use std::fmt;

use serde::{Deserialize, Serialize};

/// Record types known to the simulation
#[derive(Debug, Clone, Copy, PartialEq, Eq, Hash, Serialize, Deserialize)]
pub enum Type {
    /// a host address
    A,
    /// an authoritative name server
    NS,
}

/// Record classes known to the simulation
#[derive(Debug, Clone, Copy, PartialEq, Eq, Hash, Serialize, Deserialize)]
pub enum Class {
    /// the Internet
    IN,
    /// the Chaos system
    CH,
}

impl Type {
    pub fn as_str(&self) -> &'static str {
        match *self {
            Type::A => "A",
            Type::NS => "NS",
        }
    }
}

impl Class {
    pub fn as_str(&self) -> &'static str {
        match *self {
            Class::IN => "IN",
            Class::CH => "CH",
        }
    }
}

impl fmt::Display for Type {
    fn fmt(&self, f: &mut fmt::Formatter) -> fmt::Result {
        f.write_str(self.as_str())
    }
}

impl fmt::Display for Class {
    fn fmt(&self, f: &mut fmt::Formatter) -> fmt::Result {
        f.write_str(self.as_str())
    }
}

/// A single DNS record
///
/// `rdata` holds an address literal for `A` records and the delegated
/// server name for `NS` records. Records are never modified once built.
#[derive(Debug, Clone, PartialEq, Eq, Hash, Serialize, Deserialize)]
pub struct ResourceRecord {
    name: String,
    #[serde(rename = "type")]
    rtype: Type,
    class: Class,
    ttl: u32,
    rdata: String,
}

impl ResourceRecord {
    pub fn new<N, D>(name: N, rtype: Type, class: Class, ttl: u32, rdata: D) -> ResourceRecord
    where
        N: Into<String>,
        D: Into<String>,
    {
        ResourceRecord {
            name: name.into(),
            rtype,
            class,
            ttl,
            rdata: rdata.into(),
        }
    }

    /// Shorthand for an `IN A` record
    pub fn a<N: Into<String>, D: Into<String>>(name: N, ttl: u32, address: D) -> ResourceRecord {
        ResourceRecord::new(name, Type::A, Class::IN, ttl, address)
    }

    /// Shorthand for an `IN NS` record
    pub fn ns<N: Into<String>, D: Into<String>>(name: N, ttl: u32, target: D) -> ResourceRecord {
        ResourceRecord::new(name, Type::NS, Class::IN, ttl, target)
    }

    pub fn name(&self) -> &str {
        &self.name
    }

    pub fn rtype(&self) -> Type {
        self.rtype
    }

    pub fn class(&self) -> Class {
        self.class
    }

    pub fn ttl(&self) -> u32 {
        self.ttl
    }

    pub fn rdata(&self) -> &str {
        &self.rdata
    }

    pub fn rdlength(&self) -> usize {
        self.rdata.len()
    }
}

impl fmt::Display for ResourceRecord {
    fn fmt(&self, f: &mut fmt::Formatter) -> fmt::Result {
        write!(
            f,
            "{}\t\t\t{}\t{}\t{}\t{}",
            self.name, self.rtype, self.class, self.ttl, self.rdata
        )
    }
}
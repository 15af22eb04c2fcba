//! Simulation of DNS delegation through root, TLD and authoritative servers.
//!
//! A flat [`Zone`] of records is carved into three server tiers by
//! [`NetworkTopology`], each server seeing only the records it was delegated.
//! A [`Resolver`] then walks a name down the tiers, either contacting every
//! server itself ([`ResolutionStrategy::Iterative`]) or letting the root
//! chain the query ([`ResolutionStrategy::Recursive`]).
//!
//! ```
//! use dns_hierarchy::{ResolutionStrategy, ResourceRecord, Resolver, Zone};
//!
//! let zone = Zone::from(vec![
//!     ResourceRecord::ns(".", 3600, "a.root-servers.net."),
//!     ResourceRecord::a("a.root-servers.net.", 3600, "198.41.0.4"),
//!     ResourceRecord::ns("org.", 3600, "a0.org.afilias-nst.info."),
//!     ResourceRecord::a("a0.org.afilias-nst.info.", 3600, "199.19.56.1"),
//!     ResourceRecord::ns("klein.org.", 3600, "ns3.auth-server.net."),
//!     ResourceRecord::a("ns3.auth-server.net.", 3600, "10.0.0.3"),
//!     ResourceRecord::a("klein.org.", 3600, "203.0.113.7"),
//! ]);
//!
//! let resolver = Resolver::new(zone);
//! let resolved = resolver.resolve("klein.org.", ResolutionStrategy::Iterative).unwrap();
//! assert_eq!(resolved.address, "203.0.113.7");
//! ```

pub mod config;
pub mod dns;
pub mod resolver;
pub mod server;
pub mod topology;
pub mod zone;

pub use crate::config::TopologyConfig;
pub use crate::dns::{Class, Error, Message, ResourceRecord, Type};
pub use crate::resolver::{Failure, ResolutionStrategy, Resolved, Resolver};
pub use crate::server::{
    AuthoritativeServer, NameServer, RecursiveNameServer, RootServer, Server, ServerKind,
    TldServer,
};
pub use crate::topology::NetworkTopology;
pub use crate::zone::{Lookup, Zone};

/// TTL used for records the simulation makes up itself
pub const DEFAULT_TTL: u32 = 3600;
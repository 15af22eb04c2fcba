//! The three server tiers of the hierarchy.
//!
//! Each server is an identity record (its own name and address) plus a
//! private zone holding only the records it was delegated. The zones are
//! filled by [`NetworkTopology`](../topology/struct.NetworkTopology.html)
//! and never change afterwards.

use std::fmt;

use log::debug;
use rand::seq::SliceRandom;
use rand::Rng;

use crate::dns::{Error, Message, ResourceRecord, Type};
use crate::topology::NetworkTopology;
use crate::zone::{Lookup, Zone};

/// The tier a server belongs to
#[derive(Debug, Clone, Copy, PartialEq, Eq, Hash)]
pub enum ServerKind {
    Root,
    Tld,
    Authoritative,
}

impl fmt::Display for ServerKind {
    fn fmt(&self, f: &mut fmt::Formatter) -> fmt::Result {
        f.write_str(match *self {
            ServerKind::Root => "root",
            ServerKind::Tld => "tld",
            ServerKind::Authoritative => "authoritative",
        })
    }
}

/// Last label of `name` with a trailing dot: `klein.org.` -> `org.`
pub fn tld_of(name: &str) -> String {
    let label = name.trim_end_matches('.').rsplit('.').next().unwrap_or("");
    format!("{}.", label)
}

/// Capability shared by every tier: answer one hop from the local zone
pub trait NameServer {
    fn kind(&self) -> ServerKind;
    fn identity(&self) -> &ResourceRecord;
    fn zone(&self) -> &Zone;

    /// Performs a single, non-chaining hop
    fn resolve<R: Rng + ?Sized>(&self, message: &mut Message, rng: &mut R) -> Result<(), Error>;

    fn name(&self) -> &str {
        self.identity().name()
    }

    fn address(&self) -> &str {
        self.identity().rdata()
    }
}

/// Servers that can forward a query to the next tier themselves
pub trait RecursiveNameServer: NameServer {
    /// Performs this server's hop, then hands the message to the next tier
    /// and returns once the whole chain has answered
    fn recursive_resolve<R: Rng + ?Sized>(
        &self,
        message: &mut Message,
        topology: &NetworkTopology,
        rng: &mut R,
    ) -> Result<(), Error>;
}

fn forward_address(message: &Message) -> Result<String, Error> {
    message
        .last_answer()
        .map(|rr| rr.rdata().to_owned())
        .ok_or_else(|| Error::RecordNotFound {
            name: message.qname().to_owned(),
            rtype: Type::A,
        })
}

#[derive(Debug, Clone)]
pub struct RootServer {
    identity: ResourceRecord,
    zone: Zone,
}

impl RootServer {
    pub fn new(identity: ResourceRecord) -> RootServer {
        RootServer {
            identity,
            zone: Zone::new(),
        }
    }

    pub(crate) fn delegate(&mut self, rr: ResourceRecord) {
        self.zone.add_record(rr);
    }

    /// Picks the address record of one TLD server delegated for the last
    /// label of `qname`
    ///
    /// With several delegations the choice is uniform among those whose
    /// server address is known. The others are skipped.
    pub fn find_tld<R: Rng + ?Sized>(&self, qname: &str, rng: &mut R) -> Result<&ResourceRecord, Error> {
        let tld = tld_of(qname);
        let candidates: Vec<&ResourceRecord> = self
            .zone
            .iter()
            .filter(|rr| rr.rtype() == Type::NS && rr.name() == tld)
            .filter_map(|ns| self.zone.find(Type::A, Lookup::Name(ns.rdata())))
            .collect();

        debug!(
            "root {}: found {} ({}) TLD servers for {}",
            self.name(),
            candidates.len(),
            tld,
            qname
        );

        candidates
            .choose(rng)
            .copied()
            .ok_or(Error::RecordNotFound { name: tld, rtype: Type::NS })
    }
}

impl NameServer for RootServer {
    fn kind(&self) -> ServerKind {
        ServerKind::Root
    }

    fn identity(&self) -> &ResourceRecord {
        &self.identity
    }

    fn zone(&self) -> &Zone {
        &self.zone
    }

    fn resolve<R: Rng + ?Sized>(&self, message: &mut Message, rng: &mut R) -> Result<(), Error> {
        debug!(
            "root {} ({}): looking for a TLD server for {}",
            self.name(),
            self.address(),
            message.qname()
        );
        let answer = self.find_tld(message.qname(), rng)?.clone();

        message.header.query = false;
        message.add_answer(answer);
        Ok(())
    }
}

impl RecursiveNameServer for RootServer {
    fn recursive_resolve<R: Rng + ?Sized>(
        &self,
        message: &mut Message,
        topology: &NetworkTopology,
        rng: &mut R,
    ) -> Result<(), Error> {
        self.resolve(message, rng)?;

        let tld = topology.tld(&forward_address(message)?)?;
        debug!("root {}: forwarding to TLD server {}", self.name(), tld.name());
        message.header.query = true;
        tld.recursive_resolve(message, topology, rng)
    }
}

#[derive(Debug, Clone)]
pub struct TldServer {
    identity: ResourceRecord,
    zone: Zone,
    tlds: Vec<String>,
}

impl TldServer {
    pub fn new(identity: ResourceRecord) -> TldServer {
        TldServer {
            identity,
            zone: Zone::new(),
            tlds: Vec::new(),
        }
    }

    /// Labels (with trailing dot) this server is delegated for
    pub fn tlds(&self) -> &[String] {
        &self.tlds
    }

    pub fn serves(&self, tld: &str) -> bool {
        self.tlds.iter().any(|t| t == tld)
    }

    pub(crate) fn add_tld(&mut self, tld: &str) {
        if !self.serves(tld) {
            self.tlds.push(tld.to_owned());
        }
    }

    pub(crate) fn delegate(&mut self, rr: ResourceRecord) {
        self.zone.add_record(rr);
    }
}

impl NameServer for TldServer {
    fn kind(&self) -> ServerKind {
        ServerKind::Tld
    }

    fn identity(&self) -> &ResourceRecord {
        &self.identity
    }

    fn zone(&self) -> &Zone {
        &self.zone
    }

    fn resolve<R: Rng + ?Sized>(&self, message: &mut Message, _rng: &mut R) -> Result<(), Error> {
        debug!(
            "tld {} ({}): looking for an authoritative server for {}",
            self.name(),
            self.address(),
            message.qname()
        );
        let ns = self.zone.lookup(Type::NS, Lookup::Name(message.qname()))?;
        let answer = self.zone.lookup(Type::A, Lookup::Name(ns.rdata()))?.clone();

        message.header.query = false;
        message.add_answer(answer);
        Ok(())
    }
}

impl RecursiveNameServer for TldServer {
    fn recursive_resolve<R: Rng + ?Sized>(
        &self,
        message: &mut Message,
        topology: &NetworkTopology,
        rng: &mut R,
    ) -> Result<(), Error> {
        self.resolve(message, rng)?;

        let server = topology.authoritative(&forward_address(message)?)?;
        debug!(
            "tld {}: forwarding to authoritative server {}",
            self.name(),
            server.name()
        );
        message.header.query = true;
        server.resolve(message, rng)
    }
}

#[derive(Debug, Clone)]
pub struct AuthoritativeServer {
    identity: ResourceRecord,
    zone: Zone,
}

impl AuthoritativeServer {
    pub fn new(identity: ResourceRecord) -> AuthoritativeServer {
        AuthoritativeServer {
            identity,
            zone: Zone::new(),
        }
    }

    pub(crate) fn delegate(&mut self, rr: ResourceRecord) {
        self.zone.add_record(rr);
    }
}

impl NameServer for AuthoritativeServer {
    fn kind(&self) -> ServerKind {
        ServerKind::Authoritative
    }

    fn identity(&self) -> &ResourceRecord {
        &self.identity
    }

    fn zone(&self) -> &Zone {
        &self.zone
    }

    fn resolve<R: Rng + ?Sized>(&self, message: &mut Message, _rng: &mut R) -> Result<(), Error> {
        debug!(
            "authoritative {} ({}): resolving {}",
            self.name(),
            self.address(),
            message.qname()
        );
        let answer = self
            .zone
            .lookup(Type::A, Lookup::Name(message.qname()))?
            .clone();

        message.header.query = false;
        message.header.authoritative = true;
        message.add_nameserver(self.identity.clone());
        message.add_answer(answer);
        Ok(())
    }
}

/// A borrowed server of any tier
#[derive(Debug, Clone, Copy)]
pub enum Server<'a> {
    Root(&'a RootServer),
    Tld(&'a TldServer),
    Authoritative(&'a AuthoritativeServer),
}

impl<'a> Server<'a> {
    pub fn kind(&self) -> ServerKind {
        match *self {
            Server::Root(s) => s.kind(),
            Server::Tld(s) => s.kind(),
            Server::Authoritative(s) => s.kind(),
        }
    }

    pub fn identity(&self) -> &'a ResourceRecord {
        match *self {
            Server::Root(s) => &s.identity,
            Server::Tld(s) => &s.identity,
            Server::Authoritative(s) => &s.identity,
        }
    }

    pub fn zone(&self) -> &'a Zone {
        match *self {
            Server::Root(s) => &s.zone,
            Server::Tld(s) => &s.zone,
            Server::Authoritative(s) => &s.zone,
        }
    }

    pub fn resolve<R: Rng + ?Sized>(&self, message: &mut Message, rng: &mut R) -> Result<(), Error> {
        match *self {
            Server::Root(s) => s.resolve(message, rng),
            Server::Tld(s) => s.resolve(message, rng),
            Server::Authoritative(s) => s.resolve(message, rng),
        }
    }
}

#[cfg(test)]
mod tests {
    use super::*;
    use rand::rngs::StdRng;
    use rand::SeedableRng;

    fn query(qname: &str) -> Message {
        Message::new(qname, &mut StdRng::seed_from_u64(0))
    }

    #[test]
    fn tld_of_takes_last_label() {
        assert_eq!(tld_of("klein.org."), "org.");
        assert_eq!(tld_of("klein.org"), "org.");
        assert_eq!(tld_of("org."), "org.");
        assert_eq!(tld_of("."), ".");
    }

    #[test]
    fn kind_names() {
        assert_eq!(ServerKind::Root.to_string(), "root");
        assert_eq!(ServerKind::Tld.to_string(), "tld");
        assert_eq!(ServerKind::Authoritative.to_string(), "authoritative");
    }

    #[test]
    fn root_answers_with_tld_address() {
        let mut root = RootServer::new(ResourceRecord::a("a.root-servers.net.", 3600, "198.41.0.4"));
        root.delegate(ResourceRecord::a("a0.org.afilias-nst.info.", 3600, "199.19.56.1"));
        root.delegate(ResourceRecord::ns("org.", 3600, "a0.org.afilias-nst.info."));

        let mut msg = query("klein.org.");
        root.resolve(&mut msg, &mut StdRng::seed_from_u64(0)).unwrap();
        assert!(!msg.header.query);
        assert!(!msg.header.authoritative);
        assert_eq!(msg.header.answers, 1);
        assert_eq!(msg.last_answer().unwrap().rdata(), "199.19.56.1");
    }

    #[test]
    fn root_skips_unresolvable_delegations() {
        let mut root = RootServer::new(ResourceRecord::a("a.root-servers.net.", 3600, "198.41.0.4"));
        root.delegate(ResourceRecord::ns("org.", 3600, "ghost.example."));
        root.delegate(ResourceRecord::a("b0.org.afilias-nst.org.", 3600, "199.19.54.1"));
        root.delegate(ResourceRecord::ns("org.", 3600, "b0.org.afilias-nst.org."));

        let mut rng = StdRng::seed_from_u64(3);
        for _ in 0..20 {
            let rr = root.find_tld("klein.org.", &mut rng).unwrap();
            assert_eq!(rr.rdata(), "199.19.54.1");
        }
    }

    #[test]
    fn root_without_delegation_fails() {
        let root = RootServer::new(ResourceRecord::a("a.root-servers.net.", 3600, "198.41.0.4"));
        let mut msg = query("klein.xyz.");
        match root.resolve(&mut msg, &mut StdRng::seed_from_u64(0)) {
            Err(Error::RecordNotFound { name, rtype }) => {
                assert_eq!(name, "xyz.");
                assert_eq!(rtype, Type::NS);
            }
            other => panic!("unexpected result: {:?}", other),
        }
        assert!(msg.answers.is_empty());
        assert_eq!(msg.header.answers, 0);
    }

    #[test]
    fn tld_answers_with_authoritative_address() {
        let mut tld = TldServer::new(ResourceRecord::a("a0.org.afilias-nst.info.", 3600, "199.19.56.1"));
        tld.add_tld("org.");
        tld.add_tld("org.");
        tld.delegate(ResourceRecord::a("ns3.auth-server.net.", 3600, "10.0.0.3"));
        tld.delegate(ResourceRecord::ns("klein.org.", 3600, "ns3.auth-server.net."));
        assert_eq!(tld.tlds(), &["org.".to_owned()]);

        let mut msg = query("klein.org.");
        tld.resolve(&mut msg, &mut StdRng::seed_from_u64(0)).unwrap();
        assert_eq!(msg.last_answer().unwrap().rdata(), "10.0.0.3");

        let mut msg = query("other.org.");
        assert!(tld.resolve(&mut msg, &mut StdRng::seed_from_u64(0)).is_err());
    }

    #[test]
    fn authoritative_answer_is_flagged_and_signed() {
        let identity = ResourceRecord::a("ns3.auth-server.net.", 3600, "10.0.0.3");
        let mut auth = AuthoritativeServer::new(identity.clone());
        auth.delegate(ResourceRecord::ns("klein.org.", 3600, "ns3.auth-server.net."));
        auth.delegate(ResourceRecord::a("klein.org.", 3600, "203.0.113.7"));

        let mut msg = query("klein.org.");
        Server::Authoritative(&auth)
            .resolve(&mut msg, &mut StdRng::seed_from_u64(0))
            .unwrap();
        assert!(msg.header.authoritative);
        assert!(!msg.header.query);
        assert_eq!(msg.nameservers, vec![identity]);
        assert_eq!(msg.header.nameservers, 1);
        assert_eq!(msg.last_answer().unwrap().rdata(), "203.0.113.7");
    }

    #[test]
    fn server_enum_exposes_identity() {
        let auth = AuthoritativeServer::new(ResourceRecord::a("ns1.auth-server.net.", 60, "10.0.0.1"));
        let server = Server::Authoritative(&auth);
        assert_eq!(server.kind(), ServerKind::Authoritative);
        assert_eq!(server.identity().rdata(), "10.0.0.1");
        assert!(server.zone().is_empty());
        assert_eq!(auth.address(), "10.0.0.1");
        assert_eq!(auth.name(), "ns1.auth-server.net.");
    }
}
^^^^^^^^
> The problem: Report each line above containing the string "info".

> Task output:
//!     ResourceRecord::ns("org.", 3600, "a0.org.afilias-nst.info."),
//!     ResourceRecord::a("a0.org.afilias-nst.info.", 3600, "199.19.56.1"),
        root.delegate(ResourceRecord::a("a0.org.afilias-nst.info.", 3600, "199.19.56.1"));
        root.delegate(ResourceRecord::ns("org.", 3600, "a0.org.afilias-nst.info."));
        let mut tld = TldServer::new(ResourceRecord::a("a0.org.afilias-nst.info.", 3600, "199.19.56.1"));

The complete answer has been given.